Batman Returns is the Super Nintendo version of Batman Returns, a 1993 beat 'em up video game for the Super Nintendo Entertainment System based on the film of the same name. It was developed and published by Konami.

Gameplay

The game is a left-to-right scrolling fighter beat 'em up, a genre that was featured heavily on the console at the time. The gameplay and graphics are very similar to the Final Fight games. The game takes the player through seven scenes featured in the film. Each scene has a boss fight that Batman must win in order to proceed to the next scene. Scene 1 takes place in Gotham's Plaza, where Batman fights numerous Red Triangle Circus gangsters and saves Selina Kyle from the Stungun Clown who took her hostage.
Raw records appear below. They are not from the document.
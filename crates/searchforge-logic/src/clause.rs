//! Definite clauses.

use std::fmt;

use smallvec::SmallVec;

use crate::error::LogicError;

/// Propositional symbol.
pub type Symbol = u32;

/// `b1 ∧ b2 ∧ ... ∧ bk ⇒ conclusion`.
///
/// The body keeps first-occurrence order and holds each symbol once.
///
/// # Example
///
/// ```
/// use searchforge_logic::DefiniteClause;
///
/// let clause = DefiniteClause::new([9, 4, 9], 5).unwrap();
/// assert_eq!(clause.body(), &[9, 4]);
/// assert_eq!(clause.conclusion(), 5);
/// assert_eq!(clause.to_string(), "9 ∧ 4 ⇒ 5");
/// ```
#[derive(Debug, Clone, PartialEq, Eq, Hash)]
pub struct DefiniteClause {
    body: SmallVec<[Symbol; 4]>,
    conclusion: Symbol,
}

impl DefiniteClause {
    /// # Errors
    ///
    /// Returns [`LogicError::EmptyBody`] if `body` yields no symbol.
    pub fn new(
        body: impl IntoIterator<Item = Symbol>,
        conclusion: Symbol,
    ) -> Result<Self, LogicError> {
        let mut deduped: SmallVec<[Symbol; 4]> = SmallVec::new();
        for symbol in body {
            if !deduped.contains(&symbol) {
                deduped.push(symbol);
            }
        }
        if deduped.is_empty() {
            return Err(LogicError::EmptyBody { conclusion });
        }
        Ok(Self {
            body: deduped,
            conclusion,
        })
    }

    pub fn body(&self) -> &[Symbol] {
        &self.body
    }

    pub fn conclusion(&self) -> Symbol {
        self.conclusion
    }

    /// All symbols the clause mentions.
    pub fn symbols(&self) -> impl Iterator<Item = Symbol> + '_ {
        self.body.iter().copied().chain(std::iter::once(self.conclusion))
    }
}

impl fmt::Display for DefiniteClause {
    fn fmt(&self, f: &mut fmt::Formatter<'_>) -> fmt::Result {
        for (i, symbol) in self.body.iter().enumerate() {
            if i > 0 {
                write!(f, " ∧ ")?;
            }
            write!(f, "{symbol}")?;
        }
        write!(f, " ⇒ {}", self.conclusion)
    }
}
In Scene 2, Batman fights the Circus gang throughout Gotham City's Streets, facing the Tattooed Strongman as the boss. Climbing on the rooftops of Scene 3, Batman encounters Catwoman, who escapes to an abandoned building where Penguin's setting a trap for Batman, but he manages to take on Catwoman and Penguin on Scene 4. In Scene 5, Batman drives the Batmobile and uses a machine gun to destroy Penguin's Campaign Van. Moving to Scene 6, Batman goes to the Circus Train and defeats Penguin's right-hand man, the Organ Grinder. Penguin escapes to the abandoned Arctic World on Scene 7, where Batman destroys his Duck Vehicle and ultimately gains the upper hand on Penguin once and for all. Meanwhile, Catwoman escapes and watches as Batman gets called for another adventure. Various members of the Red Triangle Circus Gang attack Batman throughout the game. Batman has a number of weapons and moves at his disposal, including the batarang.

Reception

Scary Larry of GamePro gave the game a perfect score, singling out praise for the visuals, animations, score and adjustable difficulty level.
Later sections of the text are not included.